Problem requirements: Pull every line containing the word "contents" from the records.

Start of Given records

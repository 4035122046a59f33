//! NDJSON in, JSONL out, through a pipeline configured from a file.

use crate::common::{fixture_path, test_host, TEST_USER};
use sf_error::{ScriptError, SfError};
use sf_pipeline::{
    ErrorPolicy, JsonlSink, NdjsonSource, PipelineConfig, RowPipeline, ValueDefinition,
};
use sf_script::ScriptConfig;
use sf_traits::RowSource;
use sf_types::Row;
use std::io::Write;
use tempfile::NamedTempFile;

const INPUT: &str = r#"{"name":"ACME Corp","company_number":"00012345","active":true,"scratch":1}
{"name":"Globex","company_number":"98765","active":false,"scratch":2}

{"name":"Initech LTD","company_number":"5550001","active":true,"scratch":3}
"#;

fn input_file(contents: &str) -> NamedTempFile {
    let mut file = NamedTempFile::new().unwrap();
    file.write_all(contents.as_bytes()).unwrap();
    file.flush().unwrap();
    file
}

fn run_file(pipeline: &RowPipeline, input: &NamedTempFile) -> (sf_error::Result<u64>, Vec<Row>) {
    let mut source = NdjsonSource::open(input.path()).unwrap();
    let mut sink = JsonlSink::new(Vec::new());
    let result = pipeline
        .run(&mut source, &mut sink)
        .map(|stats| stats.rows_written);

    let output = String::from_utf8(sink.into_inner()).unwrap();
    let rows = output
        .lines()
        .map(|line| serde_json::from_str(line).unwrap())
        .collect();
    (result, rows)
}

fn scripted_config() -> PipelineConfig {
    let script = fixture_path("functions.rhai").display().to_string();
    PipelineConfig::default().with_script(ScriptConfig::with_script_file(script))
}

#[tokio::test]
async fn test_fixture_pipeline_end_to_end() {
    let config = PipelineConfig::from_file(fixture_path("pipeline.json")).unwrap();
    let pipeline = RowPipeline::from_config(&config, test_host()).await.unwrap();

    let properties = pipeline.connection_properties();
    assert_eq!(properties["user"], format!("{TEST_USER}.user-from-rhai"));
    assert_eq!(properties["url"], "jdbc:h2:mem:test");

    let input = input_file(INPUT);
    let (result, rows) = run_file(&pipeline, &input);
    assert_eq!(result.unwrap(), 6);

    // testMap emits every row twice
    let names: Vec<String> = rows
        .iter()
        .map(|row| row.get("name").unwrap().to_string())
        .collect();
    assert_eq!(
        names,
        vec!["acme corp", "acme corp", "globex", "globex", "initech ltd", "initech ltd"]
    );

    let first = &rows[0];
    assert_eq!(first.get("company_number").unwrap().to_string(), "54321000");
    assert_eq!(first.get("source").unwrap().to_string(), "fixture");
    assert!(!first.contains("scratch"));

    let columns: Vec<&str> = first.column_names().collect();
    assert_eq!(columns, vec!["name", "company_number", "active", "source"]);
}

#[tokio::test]
async fn test_drop_policy_skips_failed_rows() {
    let config = scripted_config()
        .with_transform("name", ValueDefinition::function("failOnInactive"))
        .with_error_policy(ErrorPolicy::Drop);
    let pipeline = RowPipeline::from_config(&config, test_host()).await.unwrap();

    let input = input_file(INPUT);
    let (result, rows) = run_file(&pipeline, &input);
    assert_eq!(result.unwrap(), 2);
    assert!(rows.iter().all(|row| row.get("name").unwrap().to_string() != "Globex"));
}

#[tokio::test]
async fn test_passthrough_policy_writes_original_row() {
    let config = scripted_config()
        .with_transform("name", ValueDefinition::function("failOnInactive"))
        .with_transform("marker", ValueDefinition::literal("done"))
        .with_error_policy(ErrorPolicy::Passthrough);
    let pipeline = RowPipeline::from_config(&config, test_host()).await.unwrap();

    let input = input_file(INPUT);
    let (result, rows) = run_file(&pipeline, &input);
    assert_eq!(result.unwrap(), 3);

    assert!(rows[0].contains("marker"));
    assert!(!rows[1].contains("marker"));
    assert_eq!(rows[1].get("scratch").unwrap().to_string(), "2");
}

#[tokio::test]
async fn test_fail_policy_stops_the_run() {
    let config = scripted_config()
        .with_transform("name", ValueDefinition::function("failOnInactive"))
        .with_error_policy(ErrorPolicy::Fail);
    let pipeline = RowPipeline::from_config(&config, test_host()).await.unwrap();

    let input = input_file(INPUT);
    let (result, rows) = run_file(&pipeline, &input);

    match result {
        Err(SfError::Script(ScriptError::Execution { function, cause })) => {
            assert_eq!(function, "failOnInactive");
            assert!(cause.contains("inactive company Globex"));
        }
        other => panic!("expected an execution error, got {other:?}"),
    }
    assert_eq!(rows.len(), 1);
}

#[tokio::test]
async fn test_unreadable_line_is_skipped_unless_failing() {
    let input = input_file("{\"id\":1}\nnot json\n{\"id\":2}\n");

    let config = scripted_config().with_transform("id_copy", ValueDefinition::literal(0_i64));
    let pipeline = RowPipeline::from_config(&config, test_host()).await.unwrap();
    let (result, rows) = run_file(&pipeline, &input);
    assert_eq!(result.unwrap(), 2);
    assert_eq!(rows.len(), 2);

    let config = config.with_error_policy(ErrorPolicy::Fail);
    let pipeline = RowPipeline::from_config(&config, test_host()).await.unwrap();
    let (result, _) = run_file(&pipeline, &input);
    assert!(matches!(result, Err(SfError::Source(_))));
}

#[tokio::test]
async fn test_limit_and_threads() {
    let lines: String = (0..50)
        .map(|i| format!("{{\"id\":{i},\"company_number\":\"{i:04}\"}}\n"))
        .collect();
    let input = input_file(&lines);

    let config = scripted_config()
        .with_transform("company_number", ValueDefinition::function("reverseCompanyNumber"))
        .with_limit(20)
        .with_threads(4);
    let pipeline = RowPipeline::from_config(&config, test_host()).await.unwrap();

    let (result, rows) = run_file(&pipeline, &input);
    assert_eq!(result.unwrap(), 20);

    for (i, row) in rows.iter().enumerate() {
        let expected: String = format!("{i:04}").chars().rev().collect();
        assert_eq!(row.get("company_number").unwrap().to_string(), expected);
    }
}

#[tokio::test]
async fn test_unknown_function_fails_before_reading() {
    let config = scripted_config().with_map("noSuchMapper");
    let error = RowPipeline::from_config(&config, test_host())
        .await
        .unwrap_err();

    assert!(matches!(
        error,
        SfError::Script(ScriptError::NotFound { ref function }) if function == "noSuchMapper"
    ));
}

#[test]
fn test_ndjson_source_reports_line_numbers() {
    let input = input_file("{\"a\":1}\n\n{broken\n");
    let mut source = NdjsonSource::open(input.path()).unwrap();

    assert!(source.next_row().unwrap().is_some());
    let error = source.next_row().unwrap_err();
    assert!(error.to_string().contains("line 3"), "{error}");
}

End of Given records

Response below:
fn input_file(contents: &str) -> NamedTempFile {
    file.write_all(contents.as_bytes()).unwrap();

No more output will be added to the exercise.